# Ken Follet's Fall of Giants



## ArmyRick (4 Feb 2011)

Has anybody read Ken Follet's Fall of Giants? I am also done it now, I am down to the last 50 pages. I really, really enjoyed this book so far. I started cross checking all the historical stuff happening in the story to see if it was true. Wow. I didn't know the Canadian Army just after WWI was in Russia (alongside the British) trying to stop the Russian Revolution.

If you liked Pillars of the Earth, I highly reccomend this book. It takes place in the early 20th century and includes WWI, Bolshevism/socialism, fall of monarchies, Treaty of versailles, Women's suffrage, votrers and working class rights in post victorian Great Britain. Really grips you.

Anybody else read this one?


----------



## caocao (4 Feb 2011)

Not yet but from your review i might just have to pick it up soon!


----------



## Strike (4 Feb 2011)

I could not put it down.  I left it with my Dad at Christmas and sent a copy to my sister.  Someone else also bought the book for her.   ;D  Can't wait for the next two volumes.


----------



## Arctic Acorn (4 Feb 2011)

I just watched 'The Pillars of the Earth', and thought it was fantastic. 

Thanks for the review! I'll pick it up the next time I'm in a bookstore.


----------



## Rifleman62 (4 Feb 2011)

Should this be in Literature, vice History?

From the author's web page

*Fall of Giants*

Published worldwide on 28 September 2010, and debuted at #1 on The New York Times' hardcover fiction bestseller list!

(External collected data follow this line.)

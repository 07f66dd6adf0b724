use pipeline::services::LlmConfig;
use pipeline::PipelineConfig;
use std::time::Duration;

/// Server configuration resolved from the environment.
#[derive(Debug, Clone)]
pub struct ServerConfig {
    pub host: String,
    pub port: u16,
    pub database_url: String,
    pub llm: LlmConfig,
    pub pipeline: PipelineConfig,
    /// Base URL of the external OCR/ASR service, if one is configured.
    pub extractor_url: Option<String>,
}

impl ServerConfig {
    pub fn from_env() -> Self {
        let mut llm = LlmConfig {
            api_key: std::env::var("OPENROUTER_API_KEY").unwrap_or_default(),
            ..Default::default()
        };
        if let Ok(base_url) = std::env::var("LLM_BASE_URL") {
            llm.base_url = base_url;
        }
        if let Ok(model) = std::env::var("LLM_MODEL") {
            llm.model = model;
        }

        let mut pipeline = PipelineConfig::default();
        if let Some(timeout) = env_parse::<u64>("STAGE_TIMEOUT_SECS") {
            pipeline.stage_timeout = Duration::from_secs(timeout);
        }
        if let Some(threshold) = env_parse::<f32>("VERIFIER_CONFIDENCE_THRESHOLD") {
            pipeline.verifier_confidence_threshold = threshold;
        }
        if let Some(threshold) = env_parse::<f32>("EXTRACTION_CONFIDENCE_THRESHOLD") {
            pipeline.extraction_confidence_threshold = threshold;
        }

        Self {
            host: std::env::var("HOST").unwrap_or_else(|_| "0.0.0.0".to_string()),
            port: env_parse("PORT").unwrap_or(3001),
            database_url: std::env::var("DATABASE_URL")
                .unwrap_or_else(|_| "sqlite:solver.db?mode=rwc".to_string()),
            llm,
            pipeline,
            extractor_url: std::env::var("EXTRACTOR_URL").ok(),
        }
    }

    pub fn bind_addr(&self) -> String {
        format!("{}:{}", self.host, self.port)
    }
}

fn env_parse<T: std::str::FromStr>(key: &str) -> Option<T> {
    std::env::var(key).ok().and_then(|v| v.parse().ok())
}

#[cfg(test)]
mod tests {
    use super::*;

    #[test]
    fn test_bind_addr() {
        let config = ServerConfig {
            host: "127.0.0.1".to_string(),
            port: 8080,
            database_url: "sqlite::memory:".to_string(),
            llm: LlmConfig::default(),
            pipeline: PipelineConfig::default(),
            extractor_url: None,
        };
        assert_eq!(config.bind_addr(), "127.0.0.1:8080");
    }
}
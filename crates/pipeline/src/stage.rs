//! Stage abstraction and the typed outputs stages accumulate on a run.

use async_trait::async_trait;
use serde::{Deserialize, Serialize};
use solver_core::{ProblemInput, SourceRef};
use tokio_util::sync::CancellationToken;

use crate::error::{PipelineError, Result};
use crate::orchestrator::RunOptions;

/// Fixed execution order. Stages never run out of order and never
/// concurrently with each other.
pub const STAGE_ORDER: [&str; 6] = [
    "guardrail",
    "parser",
    "router",
    "solver",
    "verifier",
    "explainer",
];

/// Safety verdict for the raw input.
#[derive(Debug, Clone, Serialize, Deserialize)]
pub struct GuardrailReport {
    #[serde(default = "default_true")]
    pub is_safe: bool,
    #[serde(default = "default_true")]
    pub should_continue: bool,
    #[serde(default)]
    pub violations: Vec<String>,
    #[serde(default = "default_risk")]
    pub risk_level: String,
}

/// Structured representation of the problem, extracted by the parser.
#[derive(Debug, Clone, Serialize, Deserialize)]
pub struct ParsedProblem {
    pub problem_text: String,
    #[serde(default = "default_topic")]
    pub topic: String,
    #[serde(default)]
    pub variables: Vec<String>,
    #[serde(default)]
    pub constraints: Vec<String>,
    #[serde(default)]
    pub needs_clarification: bool,
    #[serde(default)]
    pub ambiguities: Vec<String>,
}

/// Problem classification and solving strategy from the router.
#[derive(Debug, Clone, Serialize, Deserialize)]
pub struct RoutingDecision {
    #[serde(default = "default_problem_type")]
    pub problem_type: String,
    #[serde(default = "default_difficulty")]
    pub difficulty_level: String,
    #[serde(default)]
    pub recommended_strategy: String,
    #[serde(default)]
    pub requires_tools: Vec<String>,
    #[serde(default = "default_confidence")]
    pub confidence: f32,
}

/// The solver's answer with its working.
#[derive(Debug, Clone, Serialize, Deserialize)]
pub struct SolverAnswer {
    pub answer: String,
    #[serde(default)]
    pub solution_steps: Vec<String>,
    #[serde(default)]
    pub reasoning: String,
    #[serde(default)]
    pub used_context: bool,
    #[serde(skip)]
    pub sources: Vec<SourceRef>,
}

/// Verifier judgement on the solver's answer.
#[derive(Debug, Clone, Serialize, Deserialize)]
pub struct Verification {
    #[serde(default = "default_true")]
    pub is_correct: bool,
    #[serde(default = "default_confidence")]
    pub confidence: f32,
    #[serde(default)]
    pub issues: Vec<String>,
}

/// Student-facing explanation produced by the explainer.
#[derive(Debug, Clone, Serialize, Deserialize)]
pub struct Explanation {
    pub explanation: String,
    #[serde(default)]
    pub key_concepts: Vec<String>,
    #[serde(default)]
    pub common_mistakes: Vec<String>,
}

fn default_true() -> bool {
    true
}
fn default_risk() -> String {
    "low".to_string()
}
fn default_topic() -> String {
    "general".to_string()
}
fn default_problem_type() -> String {
    "general".to_string()
}
fn default_difficulty() -> String {
    "medium".to_string()
}
fn default_confidence() -> f32 {
    0.5
}

/// Output of one stage, tagged by which slot of the run context it fills.
#[derive(Debug, Clone)]
pub enum StageData {
    Guardrail(GuardrailReport),
    Parsed(ParsedProblem),
    Routed(RoutingDecision),
    Solved(SolverAnswer),
    Verified(Verification),
    Explained(Explanation),
}

/// What a stage hands back to the orchestrator.
#[derive(Debug, Clone)]
pub struct StageOutcome {
    pub data: StageData,
    pub output_summary: String,
    pub metadata: serde_json::Value,
}

impl StageOutcome {
    pub fn new(data: StageData, output_summary: impl Into<String>) -> Self {
        Self {
            data,
            output_summary: output_summary.into(),
            metadata: serde_json::Value::Null,
        }
    }

    pub fn with_metadata(mut self, metadata: serde_json::Value) -> Self {
        self.metadata = metadata;
        self
    }
}

/// Accumulated state for one run. Owned exclusively by the orchestrator;
/// stages read prior outputs through it and never mutate it directly.
#[derive(Debug, Clone)]
pub struct RunContext {
    pub input: ProblemInput,
    pub options: RunOptions,
    pub guardrail: Option<GuardrailReport>,
    pub parsed: Option<ParsedProblem>,
    pub routing: Option<RoutingDecision>,
    pub solution: Option<SolverAnswer>,
    pub verification: Option<Verification>,
    pub explanation: Option<Explanation>,
    /// Retrieved snippets cited by the solver, in retrieval order.
    pub sources: Vec<SourceRef>,
}

impl RunContext {
    pub fn new(input: ProblemInput, options: RunOptions) -> Self {
        Self {
            input,
            options,
            guardrail: None,
            parsed: None,
            routing: None,
            solution: None,
            verification: None,
            explanation: None,
            sources: Vec::new(),
        }
    }

    /// Store a stage's output in its slot.
    pub fn apply(&mut self, data: StageData) {
        match data {
            StageData::Guardrail(report) => self.guardrail = Some(report),
            StageData::Parsed(parsed) => self.parsed = Some(parsed),
            StageData::Routed(routing) => self.routing = Some(routing),
            StageData::Solved(answer) => {
                self.sources = answer.sources.clone();
                self.solution = Some(answer);
            }
            StageData::Verified(verification) => self.verification = Some(verification),
            StageData::Explained(explanation) => self.explanation = Some(explanation),
        }
    }

    pub fn parsed(&self, stage: &str) -> Result<&ParsedProblem> {
        self.parsed.as_ref().ok_or_else(|| missing(stage, "parser"))
    }

    pub fn routing(&self, stage: &str) -> Result<&RoutingDecision> {
        self.routing.as_ref().ok_or_else(|| missing(stage, "router"))
    }

    pub fn solution(&self, stage: &str) -> Result<&SolverAnswer> {
        self.solution.as_ref().ok_or_else(|| missing(stage, "solver"))
    }

    pub fn verification(&self, stage: &str) -> Result<&Verification> {
        self.verification
            .as_ref()
            .ok_or_else(|| missing(stage, "verifier"))
    }
}

fn missing(stage: &str, needs: &str) -> PipelineError {
    PipelineError::MissingUpstream {
        stage: stage.to_string(),
        needs: needs.to_string(),
    }
}

/// One unit in the fixed reasoning sequence.
///
/// Stages honor the cancellation token at their own suspension points; the
/// orchestrator additionally bounds each call with the configured deadline
/// and aborts it on cancellation.
#[async_trait]
pub trait Stage: Send + Sync {
    fn name(&self) -> &'static str;

    async fn execute(&self, ctx: &RunContext, cancel: &CancellationToken) -> Result<StageOutcome>;
}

Fall of Giants, the first novel in my 'Century' trilogy, was published in 16 countries simultaneously on September 28, 2010. In Fall of Giants, I follow the destinies of five interrelated families – one American, one Russian, one German, one English and one Welsh – through the earth-shaking events of the First World War and the Russian Revolution.

The second book in the 'Century' series, due to be published in 2012, will feature the children of the characters in Fall of Giants as they live through the Depression and the Second World War. The third book, due out in 2014, will be about the next generation during the Cold War.


----------



## cphansen (4 Feb 2011)

If anyone is interested in the Allies intervention in Russia after WW1, this reference may be of interest http://www.journal.forces.gc.ca/vo8/no3/moffat-eng.asp


----------



## ArmyRick (26 Feb 2011)

I have finished the book (About 4 weeks ago actually). Its a great read! I do highly reccomend it. I can wait for the next one in the series to come out. Anybody else finish it?


----------



## dangerboy (26 Feb 2011)

I just finished it, interesting to see how he continues it on the next book.


----------



## ArmyRick (26 Dec 2012)

I just got WINTER OF THE WORLD the next book in the series and so far, it rocks! I am hooked. If you have read Fall of Giants and loved it, get out there and buy Winter of the World, it will really hook you.


----------